Un seul tour de scrutin et c’est plié. Roch Marc Christian Kaboré a repris sa chose. Il a gardé son naam (pouvoir) comme qui dirait en langage populaire. Tous ceux qui rêvaient de second tour, de « vrai changement » ou de « retour triomphal au pouvoir par les urnes » n’ont plus qu’à aller se rhabiller. Les uns et les autres peuvent remballer leurs programmes et leurs ambitions. Faire contre mauvaise fortune bon cœur. Examiner de près les stratégies électorales adoptées pour voir ce qui n’a pas marché. Tâcher de survivre politiquement à la défaite et mieux se préparer pour la prochaine fois. Sait-on jamais ? Pour le gagnant, c’est maintenant que tout commence. Observations citoyennes et conseils gratuits à un homme d’Etat avisé pour un second et dernier mandat à la magistrature suprême.

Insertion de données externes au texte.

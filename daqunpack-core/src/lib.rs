//! Unpacker for NSCLDAQ VME module buffers.
//!
//! This crate decodes physics-event buffers read out from charge-to-digital
//! (conversion-type) and multi-hit time-to-digital (timing-type) modules into
//! per-channel records. Module blocks may appear in any order and be padded
//! with filler words; the scanner resynchronizes on block headers and never
//! fails on malformed input, reporting problems as defects on the decoded
//! blocks instead.
//!
//! # Example
//!
//! ```no_run
//! use daqunpack_core::{RingReader, UnpackConfig};
//!
//! let config = UnpackConfig::from_file("unpack.toml").unwrap();
//! let assembler = config.build_assembler().unwrap();
//!
//! for item in RingReader::open("run-0042-00.evt").unwrap() {
//!     let item = item.unwrap();
//!     if let Some(words) = item.physics_words() {
//!         for block in assembler.scan(&words) {
//!             println!("{} selector {}: {} channels", block.family, block.selector, block.channels.len());
//!         }
//!     }
//! }
//! ```
//!
//! # Features
//!
//! - Configurable bit-field layouts for both hardware revisions of each family
//! - Free-order, padding-tolerant block scanning with bounded cost
//! - NSCLDAQ ring-item run file reader
//! - CSV, wide-table CSV and binary output sinks
//! - Optional parallel scanning of independent buffers (`parallel` feature)

pub mod assembler;
pub mod config;
pub mod decoder;
pub mod output;
pub mod parser;
pub mod ring;
pub mod types;

// Re-export commonly used types
pub use assembler::EventAssembler;
pub use config::{ConfigError, FamilyConfig, ModuleSpec, TypeMaskVariant, UnpackConfig};
pub use decoder::ModuleDecoder;
pub use output::{OutputError, OutputFormat};
pub use ring::{RingError, RingItem, RingItemType, RingReader};
pub use types::{
    ChannelValue, DecodedEvent, Defect, Family, Hit, Word, WordKind, FILLER_WORD, INVALID_SELECTOR,
};
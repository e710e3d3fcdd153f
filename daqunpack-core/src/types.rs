//! Core types shared by the classifier, decoder and assembler.
//!
//! A buffer is a slice of 16-bit words. Module blocks are framed in
//! word-pairs: each logical 32-bit record arrives low word first.

use serde::{Deserialize, Serialize};
use std::fmt;

/// A raw 16-bit buffer element.
pub type Word = u16;

/// Pad value inserted between module blocks for buffer alignment.
pub const FILLER_WORD: Word = 0xFFFF;

/// Selector reported for blocks whose header could not be trusted.
///
/// No selector field is wide enough to produce this value and configuration
/// validation refuses to register it, so it never matches a real module.
pub const INVALID_SELECTOR: u16 = u16::MAX;

/// Number of channels addressable by one module.
pub const CHANNELS_PER_MODULE: usize = 32;

/// Module family sharing one header/data/trailer bit-field convention.
#[derive(Debug, Clone, Copy, PartialEq, Eq, Hash, PartialOrd, Ord, Serialize, Deserialize)]
#[serde(rename_all = "lowercase")]
#[repr(u8)]
pub enum Family {
    /// Charge/peak conversion modules (ADC, and TDCs sharing the ADC format)
    Conversion = 0,
    /// Multi-hit timing modules whose word count includes the trailer
    Timing = 1,
}

impl Family {
    /// All families, in scan priority order.
    pub const ALL: [Family; 2] = [Family::Conversion, Family::Timing];

    /// Lowercase name used in configuration files and CSV output.
    pub fn name(self) -> &'static str {
        match self {
            Self::Conversion => "conversion",
            Self::Timing => "timing",
        }
    }
}

impl fmt::Display for Family {
    fn fmt(&self, f: &mut fmt::Formatter<'_>) -> fmt::Result {
        f.write_str(self.name())
    }
}

/// Role of a single word within a module block.
#[derive(Debug, Clone, Copy, PartialEq, Eq)]
pub enum WordKind {
    Header,
    Data,
    Trailer,
    Unclassified,
}

/// One decoded channel entry.
#[derive(Debug, Clone, Copy, PartialEq, Eq, Default)]
#[repr(C)]
pub struct ChannelValue {
    /// Channel number (0-31)
    pub channel: u8,
    /// Raw converted value, masked to the family's value width
    pub value: u16,
}

impl ChannelValue {
    /// Creates a new channel entry.
    #[inline]
    pub fn new(channel: u8, value: u16) -> Self {
        Self { channel, value }
    }

    /// Zero-valued entry substituted for words that failed classification.
    pub const PLACEHOLDER: ChannelValue = ChannelValue {
        channel: 0,
        value: 0,
    };
}

/// A recoverable problem found while decoding one module block.
#[derive(Debug, Clone, Copy, PartialEq, Eq)]
pub enum Defect {
    /// The header's high word did not classify as a header.
    MalformedHeader { word: Word },
    /// Data pair `index` carried a high word that did not classify as data.
    MalformedData { index: usize, word: Word },
    /// The header named a module instance that is not configured.
    SelectorMismatch { selector: u16 },
    /// The block ran past the end of the buffer; `at` is the offending offset.
    Truncation { at: usize },
}

impl fmt::Display for Defect {
    fn fmt(&self, f: &mut fmt::Formatter<'_>) -> fmt::Result {
        match self {
            Self::MalformedHeader { word } => {
                write!(f, "non-header word 0x{word:04x} where a header was expected")
            }
            Self::MalformedData { index, word } => {
                write!(f, "non-data word 0x{word:04x} at data pair {index}")
            }
            Self::SelectorMismatch { selector } => {
                write!(f, "unconfigured selector {selector}")
            }
            Self::Truncation { at } => write!(f, "block truncated at word {at}"),
        }
    }
}

/// One module block decoded from a buffer.
///
/// Defects never abort decoding; they are recorded here and the event is
/// considered valid only when none were found.
#[derive(Debug, Clone, PartialEq, Eq)]
pub struct DecodedEvent {
    /// Family whose layout decoded this block
    pub family: Family,
    /// Module address, or [`INVALID_SELECTOR`]
    pub selector: u16,
    /// Word count as declared by the header
    pub declared_count: u16,
    /// Auxiliary header field (crate number or output resolution)
    pub aux: u16,
    /// Channel entries in buffer order
    pub channels: Vec<ChannelValue>,
    /// Problems encountered, in the order they were found
    pub defects: Vec<Defect>,
}

impl DecodedEvent {
    /// Creates an empty event for `family` with the sentinel selector.
    pub fn new(family: Family) -> Self {
        Self {
            family,
            selector: INVALID_SELECTOR,
            declared_count: 0,
            aux: 0,
            channels: Vec::new(),
            defects: Vec::new(),
        }
    }

    /// Returns true when the block decoded without any defect.
    #[inline]
    pub fn is_valid(&self) -> bool {
        self.defects.is_empty()
    }

    /// Returns true when the header produced a usable selector.
    #[inline]
    pub fn has_selector(&self) -> bool {
        self.selector != INVALID_SELECTOR
    }

    /// Channel entries actually read from data words.
    ///
    /// Placeholders substituted for a malformed header or malformed data
    /// pairs are left out.
    pub fn decoded_channels(&self) -> impl Iterator<Item = &ChannelValue> + '_ {
        let header_ok = !self
            .defects
            .iter()
            .any(|d| matches!(d, Defect::MalformedHeader { .. }));
        self.channels
            .iter()
            .enumerate()
            .filter(move |&(index, _)| {
                header_ok
                    && !self
                        .defects
                        .iter()
                        .any(|d| matches!(d, Defect::MalformedData { index: i, .. } if *i == index))
            })
            .map(|(_, cv)| cv)
    }

    /// Returns true if the event was cut short by the buffer boundary.
    pub fn is_truncated(&self) -> bool {
        self.defects
            .iter()
            .any(|d| matches!(d, Defect::Truncation { .. }))
    }
}

/// A flattened `(selector, channel, value)` record handed to output sinks.
#[derive(Debug, Clone, Copy, PartialEq, Eq)]
pub struct Hit {
    /// Index of the physics event this hit belongs to
    pub event: u64,
    pub family: Family,
    pub selector: u16,
    pub channel: u8,
    pub value: u16,
    /// Validity of the module block the hit came from
    pub valid: bool,
}

/// Flattens decoded blocks of one physics event into hits.
pub fn hits(event: u64, blocks: &[DecodedEvent]) -> impl Iterator<Item = Hit> + '_ {
    blocks.iter().flat_map(move |block| {
        let valid = block.is_valid();
        block.channels.iter().map(move |cv| Hit {
            event,
            family: block.family,
            selector: block.selector,
            channel: cv.channel,
            value: cv.value,
            valid,
        })
    })
}

#[cfg(test)]
mod tests {
    use super::*;

    #[test]
    fn test_new_event_is_sentinel_and_valid() {
        let event = DecodedEvent::new(Family::Timing);
        assert_eq!(event.selector, INVALID_SELECTOR);
        assert!(!event.has_selector());
        assert!(event.is_valid());
        assert!(event.channels.is_empty());
    }

    #[test]
    fn test_defects_invalidate_event() {
        let mut event = DecodedEvent::new(Family::Conversion);
        event.defects.push(Defect::Truncation { at: 12 });
        assert!(!event.is_valid());
        assert!(event.is_truncated());
    }

    #[test]
    fn test_decoded_channels_skip_placeholders() {
        let mut event = DecodedEvent::new(Family::Conversion);
        event.selector = 5;
        event.channels = vec![
            ChannelValue::new(2, 100),
            ChannelValue::PLACEHOLDER,
            ChannelValue::new(19, 300),
        ];
        event.defects.push(Defect::MalformedData { index: 1, word: 0x2e07 });
        let kept: Vec<ChannelValue> = event.decoded_channels().copied().collect();
        assert_eq!(kept, vec![ChannelValue::new(2, 100), ChannelValue::new(19, 300)]);

        let mut bad_header = DecodedEvent::new(Family::Conversion);
        bad_header.channels.push(ChannelValue::PLACEHOLDER);
        bad_header.defects.push(Defect::MalformedHeader { word: 0x2c00 });
        assert_eq!(bad_header.decoded_channels().count(), 0);
    }

    #[test]
    fn test_hits_flatten_in_order() {
        let mut a = DecodedEvent::new(Family::Conversion);
        a.selector = 3;
        a.channels = vec![ChannelValue::new(1, 10), ChannelValue::new(2, 20)];
        let mut b = DecodedEvent::new(Family::Timing);
        b.selector = 9;
        b.channels = vec![ChannelValue::new(7, 70)];
        b.defects.push(Defect::MalformedData { index: 0, word: 0x4000 });

        let flat: Vec<Hit> = hits(4, &[a, b]).collect();
        assert_eq!(flat.len(), 3);
        assert_eq!(flat[0].selector, 3);
        assert_eq!(flat[1].channel, 2);
        assert_eq!(flat[2].family, Family::Timing);
        assert!(flat[0].valid);
        assert!(!flat[2].valid);
        assert!(flat.iter().all(|h| h.event == 4));
    }

    #[test]
    fn test_family_serde_names() {
        assert_eq!(Family::Conversion.to_string(), "conversion");
        assert_eq!(Family::Timing.name(), "timing");
    }
}
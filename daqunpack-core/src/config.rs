//! Family layouts and deployment configuration.
//!
//! A [`FamilyConfig`] describes where each field lives inside a module
//! family's words. Two hardware revisions disagree on the width of the type
//! mask, so the layout presets take a [`TypeMaskVariant`] and there is no
//! default: the deployment file must name the variant (or a full layout)
//! for every family it uses.

use crate::assembler::EventAssembler;
use crate::decoder::ModuleDecoder;
use crate::types::{Family, Word, CHANNELS_PER_MODULE, INVALID_SELECTOR};
use serde::Deserialize;
use std::collections::{BTreeMap, BTreeSet, HashSet};
use std::path::Path;
use thiserror::Error;
use tracing::debug;

/// Errors raised while loading or validating a deployment configuration.
#[derive(Error, Debug)]
pub enum ConfigError {
    #[error("IO error: {0}")]
    Io(#[from] std::io::Error),

    #[error("Invalid configuration file: {0}")]
    Parse(#[from] toml::de::Error),

    #[error("Invalid {family} layout: {reason}")]
    InvalidLayout { family: Family, reason: String },

    #[error("Family {0} is used by a module but has no layout")]
    MissingFamily(Family),

    #[error("Duplicate module: {0}")]
    DuplicateModule(String),

    #[error("Selector {selector} does not fit the {family} selector field")]
    SelectorOutOfRange { family: Family, selector: u16 },

    #[error("Selector {selector} overlaps the {family} type field and can never match a header")]
    UnreachableSelector { family: Family, selector: u16 },
}

/// Which word of the header pair carries a field.
#[derive(Debug, Clone, Copy, PartialEq, Eq, Deserialize)]
#[serde(rename_all = "lowercase")]
pub enum HeaderWord {
    Low,
    High,
}

/// Width of the type field, which differs between hardware revisions.
#[derive(Debug, Clone, Copy, PartialEq, Eq, Deserialize)]
#[serde(rename_all = "lowercase")]
pub enum TypeMaskVariant {
    /// 0x0700 for conversion-type, 0xc000 for timing-type
    Narrow,
    /// 0x0f00 for conversion-type, 0xf000 for timing-type
    Wide,
}

/// Bit-field layout for one module family.
///
/// Type patterns apply to the high word of each pair. The count and value
/// fields come from low words, the selector and channel from high words.
#[derive(Debug, Clone, PartialEq, Eq, Deserialize)]
pub struct FamilyConfig {
    pub type_mask: Word,
    pub header_pattern: Word,
    pub data_pattern: Word,
    pub trailer_pattern: Word,
    pub selector_mask: Word,
    pub selector_shift: u32,
    pub count_mask: Word,
    pub count_shift: u32,
    /// Words included in the declared count that are not data pairs
    pub count_baseline: u16,
    pub channel_mask: Word,
    pub channel_shift: u32,
    pub value_mask: Word,
    #[serde(default = "default_aux_word")]
    pub aux_word: HeaderWord,
    #[serde(default)]
    pub aux_mask: Word,
    #[serde(default)]
    pub aux_shift: u32,
}

fn default_aux_word() -> HeaderWord {
    HeaderWord::High
}

impl FamilyConfig {
    /// Conversion-type layout (CAEN V785/V775 style).
    ///
    /// Header: low word count @ [13:8]; high word geo @ [15:11], crate @ [7:0].
    /// Data: low word value @ [13:0]; high word channel @ [4:0].
    pub fn conversion(variant: TypeMaskVariant) -> Self {
        Self {
            type_mask: match variant {
                TypeMaskVariant::Narrow => 0x0700,
                TypeMaskVariant::Wide => 0x0f00,
            },
            header_pattern: 0x0200,
            data_pattern: 0x0000,
            trailer_pattern: 0x0400,
            selector_mask: 0xf800,
            selector_shift: 11,
            count_mask: 0x3f00,
            count_shift: 8,
            count_baseline: 0,
            channel_mask: 0x001f,
            channel_shift: 0,
            value_mask: 0x3fff,
            aux_word: HeaderWord::High,
            aux_mask: 0x00ff,
            aux_shift: 0,
        }
    }

    /// Timing-type layout (Mesytec MTDC style).
    ///
    /// Header: low word resolution @ [15:12], count @ [9:0]; high word id @ [7:0].
    /// Data: low word value @ [15:0]; high word channel @ [4:0].
    /// The declared count includes the trailer.
    pub fn timing(variant: TypeMaskVariant) -> Self {
        Self {
            type_mask: match variant {
                TypeMaskVariant::Narrow => 0xc000,
                TypeMaskVariant::Wide => 0xf000,
            },
            header_pattern: 0x4000,
            data_pattern: 0x0000,
            trailer_pattern: 0xc000,
            selector_mask: 0x00ff,
            selector_shift: 0,
            count_mask: 0x03ff,
            count_shift: 0,
            count_baseline: 1,
            channel_mask: 0x001f,
            channel_shift: 0,
            value_mask: 0xffff,
            aux_word: HeaderWord::Low,
            aux_mask: 0xf000,
            aux_shift: 12,
        }
    }

    /// Preset layout for `family`.
    pub fn preset(family: Family, variant: TypeMaskVariant) -> Self {
        match family {
            Family::Conversion => Self::conversion(variant),
            Family::Timing => Self::timing(variant),
        }
    }

    /// Largest selector the selector field can encode.
    pub fn max_selector(&self) -> u16 {
        self.selector_mask.checked_shr(self.selector_shift).unwrap_or(0)
    }

    /// Returns true if a header high word can carry `selector` and still
    /// classify as a header.
    pub fn header_carries(&self, selector: u16) -> bool {
        let bits = selector.checked_shl(self.selector_shift).unwrap_or(0) & self.selector_mask;
        (bits | self.header_pattern) & self.type_mask == self.header_pattern
    }

    /// Checks that `selector` can be configured for a module of this layout.
    pub fn check_selector(&self, family: Family, selector: u16) -> Result<(), ConfigError> {
        if selector > self.max_selector() || selector == INVALID_SELECTOR {
            return Err(ConfigError::SelectorOutOfRange { family, selector });
        }
        if !self.header_carries(selector) {
            return Err(ConfigError::UnreachableSelector { family, selector });
        }
        Ok(())
    }

    /// Checks the layout for contradictions.
    pub fn validate(&self, family: Family) -> Result<(), ConfigError> {
        let invalid = |reason: String| ConfigError::InvalidLayout { family, reason };

        for (name, shift) in [
            ("selector_shift", self.selector_shift),
            ("count_shift", self.count_shift),
            ("channel_shift", self.channel_shift),
            ("aux_shift", self.aux_shift),
        ] {
            if shift >= Word::BITS {
                return Err(invalid(format!("{name} {shift} exceeds word width")));
            }
        }

        if self.type_mask == 0 {
            return Err(invalid("type_mask is zero".to_string()));
        }
        for (name, pattern) in [
            ("header_pattern", self.header_pattern),
            ("data_pattern", self.data_pattern),
            ("trailer_pattern", self.trailer_pattern),
        ] {
            if pattern & !self.type_mask != 0 {
                return Err(invalid(format!(
                    "{name} 0x{pattern:04x} has bits outside type_mask 0x{:04x}",
                    self.type_mask
                )));
            }
        }
        if self.header_pattern == self.data_pattern
            || self.header_pattern == self.trailer_pattern
            || self.data_pattern == self.trailer_pattern
        {
            return Err(invalid("type patterns are not distinct".to_string()));
        }

        // The filler word must never look like a header.
        if crate::types::FILLER_WORD & self.type_mask == self.header_pattern {
            return Err(invalid("filler word classifies as a header".to_string()));
        }

        let max_channel = self.channel_mask >> self.channel_shift;
        if max_channel as usize >= CHANNELS_PER_MODULE {
            return Err(invalid(format!(
                "channel field can encode {max_channel}, beyond {} channels",
                CHANNELS_PER_MODULE
            )));
        }

        if self.max_selector() == INVALID_SELECTOR {
            return Err(invalid(
                "selector field can produce the reserved invalid selector".to_string(),
            ));
        }
        if self.count_mask == 0 {
            return Err(invalid("count_mask is zero".to_string()));
        }

        Ok(())
    }
}

/// Layout section for one family: either a preset variant or an explicit layout.
#[derive(Debug, Clone, Deserialize)]
pub struct FamilySection {
    pub variant: Option<TypeMaskVariant>,
    pub layout: Option<FamilyConfig>,
}

impl FamilySection {
    /// Resolves the section to a concrete layout. An explicit layout wins.
    pub fn resolve(&self, family: Family) -> Result<FamilyConfig, ConfigError> {
        match (&self.layout, self.variant) {
            (Some(layout), _) => Ok(layout.clone()),
            (None, Some(variant)) => Ok(FamilyConfig::preset(family, variant)),
            (None, None) => Err(ConfigError::InvalidLayout {
                family,
                reason: "section needs either `variant` or `layout`".to_string(),
            }),
        }
    }
}

/// One physical module instance in the deployment.
#[derive(Debug, Clone, PartialEq, Eq, Deserialize)]
pub struct ModuleSpec {
    /// Name used for output columns, e.g. "adc1"
    pub name: String,
    pub family: Family,
    /// Geographic address or module id
    pub selector: u16,
}

/// Layout sections keyed by family name.
#[derive(Debug, Clone, Default, Deserialize)]
pub struct FamilySections {
    pub conversion: Option<FamilySection>,
    pub timing: Option<FamilySection>,
}

impl FamilySections {
    /// Section for `family`, if the deployment uses it.
    pub fn get(&self, family: Family) -> Option<&FamilySection> {
        match family {
            Family::Conversion => self.conversion.as_ref(),
            Family::Timing => self.timing.as_ref(),
        }
    }
}

/// A complete deployment: family layouts plus the modules present.
#[derive(Debug, Clone, Deserialize)]
pub struct UnpackConfig {
    #[serde(default)]
    pub families: FamilySections,
    #[serde(default)]
    pub modules: Vec<ModuleSpec>,
}

impl UnpackConfig {
    /// Parses and validates a TOML deployment description.
    pub fn from_toml_str(text: &str) -> Result<Self, ConfigError> {
        let config: UnpackConfig = toml::from_str(text)?;
        config.validate()?;
        Ok(config)
    }

    /// Reads, parses and validates a TOML deployment file.
    pub fn from_file<P: AsRef<Path>>(path: P) -> Result<Self, ConfigError> {
        let text = std::fs::read_to_string(path.as_ref())?;
        debug!(path = %path.as_ref().display(), "loading unpack configuration");
        Self::from_toml_str(&text)
    }

    /// Checks layouts and module table for consistency.
    pub fn validate(&self) -> Result<(), ConfigError> {
        let mut layouts = BTreeMap::new();
        for family in Family::ALL {
            let Some(section) = self.families.get(family) else {
                continue;
            };
            let layout = section.resolve(family)?;
            layout.validate(family)?;
            layouts.insert(family, layout);
        }

        let mut names = HashSet::new();
        let mut addresses = HashSet::new();
        for module in &self.modules {
            let layout = layouts
                .get(&module.family)
                .ok_or(ConfigError::MissingFamily(module.family))?;
            layout.check_selector(module.family, module.selector)?;
            if !names.insert(module.name.as_str()) {
                return Err(ConfigError::DuplicateModule(module.name.clone()));
            }
            if !addresses.insert((module.family, module.selector)) {
                return Err(ConfigError::DuplicateModule(format!(
                    "{} selector {}",
                    module.family, module.selector
                )));
            }
        }
        Ok(())
    }

    /// Valid selectors per family, derived from the module table.
    pub fn selectors(&self, family: Family) -> BTreeSet<u16> {
        self.modules
            .iter()
            .filter(|m| m.family == family)
            .map(|m| m.selector)
            .collect()
    }

    /// Name of the module at `(family, selector)`, if configured.
    pub fn module_name(&self, family: Family, selector: u16) -> Option<&str> {
        self.modules
            .iter()
            .find(|m| m.family == family && m.selector == selector)
            .map(|m| m.name.as_str())
    }

    /// Builds an assembler with one decoder per configured family.
    ///
    /// Families are tried in [`Family::ALL`] order.
    pub fn build_assembler(&self) -> Result<EventAssembler, ConfigError> {
        let mut decoders = Vec::new();
        for family in Family::ALL {
            let Some(section) = self.families.get(family) else {
                continue;
            };
            let layout = section.resolve(family)?;
            decoders.push(ModuleDecoder::new(family, layout, self.selectors(family))?);
        }
        Ok(EventAssembler::new(decoders))
    }
}
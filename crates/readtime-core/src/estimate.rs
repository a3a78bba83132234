//! Reading time estimation.
//!
//! Formula: `total_seconds = ceil(words / words_per_minute * 60)`
//!
//! The estimate always rounds up to the next whole second, so a reader is
//! never told less time than the text takes. The division is done in integer
//! arithmetic to keep `ceil` exact.

use serde::{Deserialize, Serialize};

use crate::markup;

/// Reading speed used when none (or a non-positive one) is configured.
pub const DEFAULT_READING_SPEED: u32 = 200;

/// Estimated reading time of a piece of text.
#[derive(Debug, Clone, Copy, Default, PartialEq, Eq, Serialize, Deserialize)]
pub struct Duration {
    /// Number of words counted after markup stripping.
    pub words: usize,
    /// Whole reading time in seconds, rounded up.
    pub total_seconds: u64,
    /// Whole minutes (`total_seconds / 60`).
    pub minutes: u64,
    /// Remaining seconds (`total_seconds % 60`).
    pub seconds: u64,
}

impl Duration {
    /// Build a duration from a word count and a reading speed.
    ///
    /// A zero speed is replaced by [`DEFAULT_READING_SPEED`].
    pub fn from_words(words: usize, words_per_minute: u32) -> Self {
        let wpm = if words_per_minute == 0 {
            DEFAULT_READING_SPEED
        } else {
            words_per_minute
        };
        let total_seconds = (words as u64 * 60).div_ceil(u64::from(wpm));
        Self {
            words,
            total_seconds,
            minutes: total_seconds / 60,
            seconds: total_seconds % 60,
        }
    }

    /// Returns `true` if there is nothing to read.
    pub const fn is_zero(&self) -> bool {
        self.total_seconds == 0
    }
}

/// Estimate the reading time of `text` at `words_per_minute`.
///
/// Markup is stripped before counting, then words are counted by whitespace
/// splitting. Empty text yields a zero duration.
///
/// # Arguments
///
/// * `text`: Raw article text; may contain HTML.
/// * `words_per_minute`: Reading speed. Callers substitute the default for
///   invalid configured values; `0` is also mapped to the default here.
#[tracing::instrument(skip(text), fields(text_len = text.len()))]
pub fn compute_duration(text: &str, words_per_minute: u32) -> Duration {
    let prose = markup::strip_all_tags(text);
    let words = markup::count_words(&prose);
    let duration = Duration::from_words(words, words_per_minute);
    tracing::debug!(
        words,
        total_seconds = duration.total_seconds,
        "estimated reading time"
    );
    duration
}
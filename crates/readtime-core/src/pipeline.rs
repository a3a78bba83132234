//! Content rendering pipeline.
//!
//! Named extension points ("hooks") hold filters that each transform the
//! content string in turn. Filters run in ascending priority; filters with the
//! same priority run in registration order. Registration happens once at
//! startup, after which the pipeline is only read.
//!
//! # Example
//! ```
//! use readtime_core::pipeline::{self, ContentPipeline, THE_CONTENT};
//! use readtime_core::{RenderContext, Settings};
//!
//! let mut pipeline = ContentPipeline::new();
//! pipeline::register_reading_time(&mut pipeline, Settings::default());
//!
//! let out = pipeline.apply(THE_CONTENT, "A short post.", &RenderContext::single("post"));
//! assert!(out.starts_with("<p><strong>Reading Time:</strong>"));
//! ```

use std::collections::HashMap;
use std::fmt;
use std::sync::Arc;

use crate::present::RenderContext;
use crate::settings::Settings;
use crate::shortcode;

/// Extension point run on every article body before display.
pub const THE_CONTENT: &str = "the_content";

/// Priority used when a filter has no ordering preference.
pub const DEFAULT_PRIORITY: i32 = 10;

/// Name of the reading time filter.
pub const RENDER_FILTER: &str = "readtime::render";

/// A content transform attached to a hook.
pub type Filter = Box<dyn Fn(String, &RenderContext) -> String + Send + Sync>;

struct RegisteredFilter {
    name: String,
    priority: i32,
    filter: Filter,
}

/// Registry of hooks and their filters.
#[derive(Default)]
pub struct ContentPipeline {
    hooks: HashMap<String, Vec<RegisteredFilter>>,
}

impl fmt::Debug for ContentPipeline {
    fn fmt(&self, f: &mut fmt::Formatter<'_>) -> fmt::Result {
        let mut map = f.debug_map();
        for (hook, filters) in &self.hooks {
            let names: Vec<_> = filters.iter().map(|r| (r.priority, &r.name)).collect();
            map.entry(hook, &names);
        }
        map.finish()
    }
}

impl ContentPipeline {
    /// Create a pipeline with no hooks.
    pub fn new() -> Self {
        Self::default()
    }

    /// Attach `filter` to `hook` under `name`.
    ///
    /// Registering a second filter with the same name on the same hook adds it
    /// again; use [`remove_filter`](Self::remove_filter) first to replace one.
    pub fn add_filter<F>(&mut self, hook: &str, name: &str, priority: i32, filter: F) -> &mut Self
    where
        F: Fn(String, &RenderContext) -> String + Send + Sync + 'static,
    {
        let filters = self.hooks.entry(hook.to_string()).or_default();
        // Insert after every filter with the same or lower priority.
        let at = filters.partition_point(|r| r.priority <= priority);
        filters.insert(
            at,
            RegisteredFilter {
                name: name.to_string(),
                priority,
                filter: Box::new(filter),
            },
        );
        tracing::debug!(hook, name, priority, "filter registered");
        self
    }

    /// Detach every filter named `name` from `hook`. Returns `true` if any was removed.
    pub fn remove_filter(&mut self, hook: &str, name: &str) -> bool {
        let Some(filters) = self.hooks.get_mut(hook) else {
            return false;
        };
        let before = filters.len();
        filters.retain(|r| r.name != name);
        before != filters.len()
    }

    /// Returns `true` if a filter named `name` is attached to `hook`.
    pub fn has_filter(&self, hook: &str, name: &str) -> bool {
        self.hooks
            .get(hook)
            .is_some_and(|filters| filters.iter().any(|r| r.name == name))
    }

    /// Names and priorities of the filters on `hook`, in run order.
    pub fn filters(&self, hook: &str) -> Vec<(&str, i32)> {
        self.hooks
            .get(hook)
            .map(|filters| {
                filters
                    .iter()
                    .map(|r| (r.name.as_str(), r.priority))
                    .collect()
            })
            .unwrap_or_default()
    }

    /// Run `content` through every filter on `hook`.
    ///
    /// A hook with no filters returns the content unchanged.
    #[tracing::instrument(skip(self, content, context), fields(content_len = content.len()))]
    pub fn apply(&self, hook: &str, content: &str, context: &RenderContext) -> String {
        let Some(filters) = self.hooks.get(hook) else {
            return content.to_string();
        };
        filters.iter().fold(content.to_string(), |acc, registered| {
            tracing::trace!(filter = %registered.name, "applying filter");
            (registered.filter)(acc, context)
        })
    }
}

/// Attach the reading time filter to [`THE_CONTENT`] at the default priority.
///
/// The filter expands `[reading_time]` markers and places the automatic block
/// from a single estimate of the marker-free content. It reads the `settings`
/// snapshot passed here.
pub fn register_reading_time(pipeline: &mut ContentPipeline, settings: Settings) {
    let settings = Arc::new(settings);
    pipeline.add_filter(
        THE_CONTENT,
        RENDER_FILTER,
        DEFAULT_PRIORITY,
        move |content, context| shortcode::render_with_markers(&content, context, &settings),
    );
}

Qui peut le plus peut le moins
Parlant du tempérament avec lequel celui-ci a mené la barque Burkina lors de son premier mandat, notamment sous une tempête sécuritaire, sociale et sanitaire, le doyen Edouard Ouédraogo du journal L’Observateur Paalga a dit de Roch Marc Christian Kaboré qu’il est «un héros tragique ». Pour signifier qu’il a su tenir debout là où personne n’aurait pu lui reprocher de s’être écroulé. Serrer les dents et avancer. Garder le cap et se concentrer sur l’essentiel. Ce sont certainement les armes secrètes de la réussite de cet homme politique insaisissable, dont l’apparente bonhommie cache les mystères d’une surprenante capacité à se mettre au-dessus des contingences pour dominer et maîtriser les évènements.
C’est cette force de caractère sans aucun doute qui a permis à Roch Marc Christian Kaboré et à son pouvoir de surmonter les montagnes de difficultés et d’échapper à toutes les chausse-trappes tendues lors du premier mandat. Mieux que de survivre, ils se sont même payé le luxe de plusieurs réalisations marquantes et de décisions plus que courageuses. Au-delà de toute considération, c’est probablement là que se trouve la clé des 57,87% et la cause de la débâcle d’une opposition timorée et trop arc-boutée sur crise sécuritaire et ses conséquences humanitaires. Celle-ci est certes encore présente et prégnante au Nord, à l’Est et dans le Sahel principalement. Mais, à l’approche de son second et dernier mandat, Roch Marc Christian Kaboré doit également continuer à gouverner pour le quotidien, comme il a su si bien le faire lors du premier mandat. Il doit aussi, plus que jamais, chercher à rassembler la nation. Car seule une nation unie et forte peut venir véritablement à bout du péril sécuritaire que nous vivons.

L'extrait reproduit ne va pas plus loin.